Identical twin studies have shown intelligence is about 75% genetic/heritable. That’s just the way it is.
I suspect the scientists who are saying “Ooooh, it’s probably environment” are just giving standard PC klaptrap to the BEEB in order to make sure the diverstoid college administrators don’t shut down their research.
This subject is well researched and while the implications of the results are controversial, the science behind the results is well founded. Namely, that intelligence exists, that it is both heritable and subject to environmental influences, and in roughly equal measures. Many wish to deny these results for political and other reasons. The evidence is quite conclusive and their attempt at denial makes them appear ludicrous to the knowledgeable observer. With respect to “Who knows?” see Herrnstein and Murray’s “The Bell Curve.” It is likely available at your local library. http://en.wikipedia.org/wiki/The_Bell_Curve
Correctamundo! Sample size makes a huge difference, and the fact that the authors of this piece of garbage are willing to extrapolate on so small a base says very bad things about them.
Let’s see now, my brother and I came from a poor family, I have an IQ of 141 and my brother has an IQ of 136. I guess we didn’t get the word that we are supposed to be stupid.
That is arguable.
Having a high IQ does not always correlate to achievement.

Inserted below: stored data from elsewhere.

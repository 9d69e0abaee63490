use super::*;
use serde_json::json;

#[test]
fn envelope_passes_successful_body_through() {
    let body = json!({ "success": true, "users": [] });
    let value = check_envelope("GET /api/admin/users", 200, body.clone()).unwrap();
    assert_eq!(value, body);
}

#[test]
fn envelope_without_flag_uses_status() {
    assert!(check_envelope("GET /x", 204, json!({})).is_ok());
    let err = check_envelope("GET /x", 500, Value::Null).unwrap_err();
    assert!(matches!(err, CliError::Api { ref message, .. } if message == "HTTP 500"));
}

#[test]
fn envelope_failure_prefers_error_over_message() {
    let body = json!({ "success": false, "error": "Admin only", "message": "ignored" });
    let err = check_envelope("PUT /api/admin/users/3/admin", 200, body).unwrap_err();
    assert_eq!(err.to_string(), "server rejected PUT /api/admin/users/3/admin: Admin only");
}

#[test]
fn envelope_failure_falls_back_to_message() {
    let body = json!({ "success": false, "message": "Already admin" });
    let err = check_envelope("POST /api/admin/make-me-admin", 400, body).unwrap_err();
    assert!(matches!(err, CliError::Api { ref message, .. } if message == "Already admin"));
}

#[test]
fn delete_refuses_own_account_even_when_confirmed() {
    assert!(matches!(check_delete_allowed(7, Some(7), true), Err(CliError::SelfDelete)));
}

#[test]
fn delete_requires_confirmation() {
    assert!(matches!(check_delete_allowed(8, Some(7), false), Err(CliError::NotConfirmed(8))));
    assert!(check_delete_allowed(8, Some(7), true).is_ok());
    assert!(check_delete_allowed(8, None, true).is_ok());
}

#[test]
fn actor_id_reads_wrapped_or_bare_user() {
    assert_eq!(actor_id(&json!({ "success": true, "user": { "id": 5 } })), Some(5));
    assert_eq!(actor_id(&json!({ "id": "12" })), Some(12));
    assert_eq!(actor_id(&json!({ "success": true })), None);
}

#[test]
fn connected_filter_keeps_linked_users_only() {
    let users = json!([
        { "id": 1, "whatsapp_connected": true },
        { "id": 2, "whatsapp_connected": false },
        { "id": 3, "whatsappConnected": true },
        { "id": 4 }
    ]);
    let ids = connected_only(users)
        .as_array()
        .unwrap()
        .iter()
        .map(|u| u["id"].as_i64().unwrap())
        .collect::<Vec<_>>();
    assert_eq!(ids, vec![1, 3]);
}

#[test]
fn message_and_event_paths_carry_optional_filters() {
    assert_eq!(messages_path(4, None, 100, 0), "/api/admin/users/4/messages?limit=100&offset=0");
    assert_eq!(
        messages_path(4, Some(9), 500, 20),
        "/api/admin/users/4/messages?limit=500&offset=20&group_id=9"
    );
    assert_eq!(
        events_path(4, NaiveDate::from_ymd_opt(2024, 3, 1), 1000, 0),
        "/api/admin/users/4/events?limit=1000&offset=0&date=2024-03-01"
    );
}

#[test]
fn date_validation_rejects_malformed_input() {
    assert_eq!(validate_date("2024-03-01").unwrap(), NaiveDate::from_ymd_opt(2024, 3, 1).unwrap());
    assert_eq!(validate_date("2024-02-29").unwrap(), NaiveDate::from_ymd_opt(2024, 2, 29).unwrap());
    for raw in [
        "2024-3-01",
        "2024-13-01",
        "2024-01-32",
        "2024-02-31",
        "2023-02-29",
        "today",
        "2024-01-01-02",
        "abcd-01-01",
    ] {
        assert!(matches!(validate_date(raw), Err(CliError::InvalidDate(_))), "{raw}");
    }
}

#[test]
fn next_steps_point_at_login_and_directory() {
    let text = next_steps("http://localhost:3000/");
    assert!(text.contains("Log out"));
    assert!(text.contains("http://localhost:3000/login"));
    assert!(text.ends_with("http://localhost:3000/"));
}

#[test]
fn display_name_prefers_username() {
    assert_eq!(display_name(&json!({ "username": "ana", "email": "a@x.io" })), "ana");
    assert_eq!(display_name(&json!({ "email": "a@x.io" })), "a@x.io");
    assert_eq!(display_name(&Value::Null), "user");
}

#[test]
fn cli_parses_users_and_inspect_commands() {
    let cli = Cli::try_parse_from(["admin-cli", "--token", "t", "users", "set-admin", "3", "false"]).unwrap();
    assert_eq!(cli.token.as_deref(), Some("t"));
    assert!(matches!(
        cli.command,
        Command::Users(UsersCommand { command: UsersSubcommand::SetAdmin { user_id: 3, is_admin: false } })
    ));

    let cli = Cli::try_parse_from(["admin-cli", "inspect", "events", "4", "--date", "2024-03-01"]).unwrap();
    assert!(matches!(
        cli.command,
        Command::Inspect(InspectCommand {
            command: InspectSubcommand::Events { user_id: 4, limit: DEFAULT_EVENT_LIMIT, offset: 0, .. }
        })
    ));
}
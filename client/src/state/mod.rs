//! Application state modules.
//!
//! DESIGN
//! ======
//! Each screen owns a plain-Rust state struct held in an `RwSignal`. The
//! transitions live here so they can be tested without a browser; pages only
//! wire them to events and spawned requests.

pub mod auth;
pub mod directory;
pub mod gallery;
pub mod notice;
pub mod query;
pub mod viewer;
//! Read-only viewer for another user's groups, messages and analytics.
//!
//! SYSTEM CONTEXT
//! ==============
//! The route parameter feeds `ViewerState::open`. A planner effect re-runs on
//! every state change, asks `ViewerState::plan` which keys are now wanted and
//! spawns one request per key; arrivals go back through `apply`, which drops
//! anything superseded in the meantime.
//!
//! The planner marks slots in flight without notifying, otherwise it would
//! retrigger itself.

use leptos::prelude::*;
use leptos_router::hooks::{use_navigate, use_params_map};

use crate::components::analytics_panel::AnalyticsPanel;
use crate::components::confirm_dialog::InfoDialog;
use crate::components::group_list::GroupList;
use crate::components::message_thread::MessageThread;
use crate::components::nav_bar::NavBar;
use crate::state::viewer::{GroupListAction, ViewerOptions, ViewerPhase, ViewerState, parse_target_id};
use crate::util::auth::{AuthSession, install_unauth_redirect};

#[component]
pub fn UserViewerPage() -> impl IntoView {
    let session = expect_context::<AuthSession>();
    let options = use_context::<ViewerOptions>().unwrap_or_default();
    let viewer = RwSignal::new(ViewerState::new(options));
    let params = use_params_map();
    let navigate = use_navigate();

    install_unauth_redirect(session.state(), navigate);

    Effect::new(move || {
        let target = parse_target_id(params.with(|p| p.get("id")).as_deref());
        let today = chrono::Local::now().date_naive();
        viewer.update(|v| v.open(target, today));
    });

    Effect::new(move || {
        viewer.track();
        if session.user().is_none() {
            return;
        }
        let keys = viewer.try_update_untracked(ViewerState::plan).unwrap_or_default();
        for key in keys {
            #[cfg(feature = "hydrate")]
            leptos::task::spawn_local(async move {
                let payload = crate::state::viewer::fetch(&session.api(), key).await;
                viewer.update(|v| {
                    if !v.apply(key, payload) {
                        log::debug!("dropped stale response for {key:?}");
                    }
                });
            });
            #[cfg(not(feature = "hydrate"))]
            let _ = key;
        }
    });

    let on_action = Callback::new(move |action: GroupListAction| {
        viewer.update(|v| {
            v.handle_group_action(action);
        });
    });
    let on_date = Callback::new(move |date: Option<chrono::NaiveDate>| viewer.update(|v| v.set_event_date(date)));
    let on_dismiss = Callback::new(move |()| viewer.update(ViewerState::dismiss_blocked));

    let selected = Signal::derive(move || viewer.with(|v| v.selected_group));
    let summaries = Signal::derive(move || viewer.with(ViewerState::group_summaries));
    let group_name = Signal::derive(move || {
        let id = selected.get()?;
        summaries.with(|groups| groups.iter().find(|g| g.id == id).map(|g| g.name.clone()))
    });
    let thread = Signal::derive(move || viewer.with(ViewerState::thread));
    let thread_loading = Signal::derive(move || {
        viewer.with(|v| v.selected_group.is_some() && v.thread.value().is_none() && v.thread.error().is_none())
    });
    let analytics = Signal::derive(move || viewer.with(ViewerState::analytics));
    let event_date = Signal::derive(move || viewer.with(|v| v.event_date));

    let phase = Memo::new(move |_| viewer.with(ViewerState::phase));

    let identity = move || {
        viewer.with(|v| match v.identity() {
            Some(user) => format!("{} ({})", user.username, user.email),
            None => v.target.map(|id| format!("User {id}")).unwrap_or_default(),
        })
    };

    view! {
        <div class="viewer-page">
            <NavBar/>
            <header class="viewer-page__header">
                <a class="btn btn--small" href="/">"← Back"</a>
                <h1>{identity}</h1>
                <span class="badge badge--readonly">"Read-only"</span>
            </header>
            {move || match phase.get() {
                ViewerPhase::Disabled => {
                    view! { <p class="viewer-page__empty">"No valid user selected."</p> }.into_any()
                }
                ViewerPhase::LoadingGroups => view! { <p class="viewer-page__empty">"Loading groups..."</p> }.into_any(),
                ViewerPhase::Failed(message) => {
                    view! { <p class="viewer-page__error">{format!("Failed to load groups: {message}")}</p> }
                        .into_any()
                }
                ViewerPhase::Empty => {
                    view! { <p class="viewer-page__empty">"This user has no groups yet."</p> }.into_any()
                }
                ViewerPhase::Ready => {
                    view! {
                        <div class="viewer-page__panes">
                            <GroupList groups=summaries selected=selected on_action=on_action/>
                            <MessageThread messages=thread group_name=group_name loading=thread_loading/>
                            <AnalyticsPanel
                                analytics=analytics
                                scope=group_name
                                event_date=event_date
                                on_date=on_date
                            />
                        </div>
                    }
                        .into_any()
                }
            }}
            {move || {
                viewer
                    .with(|v| v.blocked)
                    .map(|body| view! { <InfoDialog title="Read-only view" body=body on_close=on_dismiss/> })
            }}
        </div>
    }
}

The biggest factor is unstoppable desire.
Bingo!
Regards,
Similarly, condemning the authors based on this one article from the BBC on a UK study based on US data..... says what?
“Genes are important for animals and plants, not humans. Its true, I read it in the New York Times.
34 posted on Saturday, December 06, 2008 8:42:22 AM by ladyjane”
:)
I hope these asses were not government sponsored (sponsored by us.)